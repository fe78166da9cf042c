//! Dashboard book table component
//!
//! Renders the catalog rows, or the single placeholder row when there are none

use super::super::state::{DashboardState, InputMode, Placeholder};
use crate::controller::BookAction;
use ratatui::Frame;
use ratatui::layout::{Alignment, Constraint, Rect};
use ratatui::prelude::{Color, Modifier, Style};
use ratatui::text::{Line, Span};
use ratatui::widgets::{
    Block, BorderType, Borders, Cell, Padding, Paragraph, Row, Table, TableState,
};

const COLUMN_WIDTHS: [Constraint; 5] = [
    Constraint::Percentage(34),
    Constraint::Percentage(24),
    Constraint::Percentage(18),
    Constraint::Percentage(12),
    Constraint::Percentage(12),
];

pub fn render_books_panel(f: &mut Frame, area: Rect, state: &DashboardState) {
    let title = match (state.input_mode(), state.filter_term()) {
        (InputMode::Search, term) => format!("BOOKS - search: {}_", term),
        (InputMode::Normal, "") => "BOOKS".to_string(),
        (InputMode::Normal, term) => format!("BOOKS - filter: {}", term),
    };
    let block = Block::default()
        .title(title)
        .borders(Borders::ALL)
        .border_type(BorderType::Rounded)
        .border_style(Style::default().fg(Color::Cyan))
        .padding(Padding::horizontal(1));

    if let Some(placeholder) = state.placeholder() {
        render_placeholder(f, area, block, placeholder);
        return;
    }

    let header = Row::new(["Title", "Author", "ISBN", "Status", "Action"])
        .style(
            Style::default()
                .fg(Color::Gray)
                .add_modifier(Modifier::BOLD),
        )
        .bottom_margin(1);

    let rows: Vec<Row> = state
        .visible_books()
        .map(|book| {
            let (status_color, action_color) = match book.action() {
                BookAction::Borrow => (Color::LightGreen, Color::Cyan),
                BookAction::Return => (Color::LightYellow, Color::Magenta),
            };
            Row::new(vec![
                Cell::from(book.title.clone()),
                Cell::from(book.author.clone()),
                Cell::from(book.isbn.clone()),
                Cell::from(Span::styled(
                    book.status_label(),
                    Style::default().fg(status_color),
                )),
                Cell::from(Span::styled(
                    format!("[{}]", book.action()),
                    Style::default()
                        .fg(action_color)
                        .add_modifier(Modifier::BOLD),
                )),
            ])
        })
        .collect();

    let has_rows = !rows.is_empty();
    let table = Table::new(rows, COLUMN_WIDTHS)
        .header(header)
        .block(block)
        .row_highlight_style(
            Style::default()
                .bg(Color::Rgb(40, 48, 56))
                .add_modifier(Modifier::BOLD),
        )
        .highlight_symbol("> ");

    let mut table_state = TableState::default();
    if has_rows {
        table_state.select(Some(state.selected_index()));
    }
    f.render_stateful_widget(table, area, &mut table_state);
}

fn render_placeholder(f: &mut Frame, area: Rect, block: Block, placeholder: Placeholder) {
    let (icon, color) = match placeholder {
        Placeholder::Loading => ("...", Color::LightBlue),
        Placeholder::Empty => ("", Color::Gray),
        Placeholder::Error => ("(!)", Color::LightRed),
    };
    let line = Line::from(vec![
        Span::styled(format!("{} ", icon), Style::default().fg(color)),
        Span::styled(placeholder.message(), Style::default().fg(color)),
    ]);
    let paragraph = Paragraph::new(vec![Line::from(""), line])
        .alignment(Alignment::Center)
        .block(block);
    f.render_widget(paragraph, area);
}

> ASSIGNMENT:
Only the lines from the start of the data to the line holding "let title = match" are wanted; return them exactly, both ends included.

> OUTPUT OF THE EXERCISE:
repository fe78166da9cf042c
//! Dashboard book table component
//!
//! Renders the catalog rows, or the single placeholder row when there are none

use super::super::state::{DashboardState, InputMode, Placeholder};
use crate::controller::BookAction;
use ratatui::Frame;
use ratatui::layout::{Alignment, Constraint, Rect};
use ratatui::prelude::{Color, Modifier, Style};
use ratatui::text::{Line, Span};
use ratatui::widgets::{
    Block, BorderType, Borders, Cell, Padding, Paragraph, Row, Table, TableState,
};

const COLUMN_WIDTHS: [Constraint; 5] = [
    Constraint::Percentage(34),
    Constraint::Percentage(24),
    Constraint::Percentage(18),
    Constraint::Percentage(12),
    Constraint::Percentage(12),
];

pub fn render_books_panel(f: &mut Frame, area: Rect, state: &DashboardState) {
    let title = match (state.input_mode(), state.filter_term()) {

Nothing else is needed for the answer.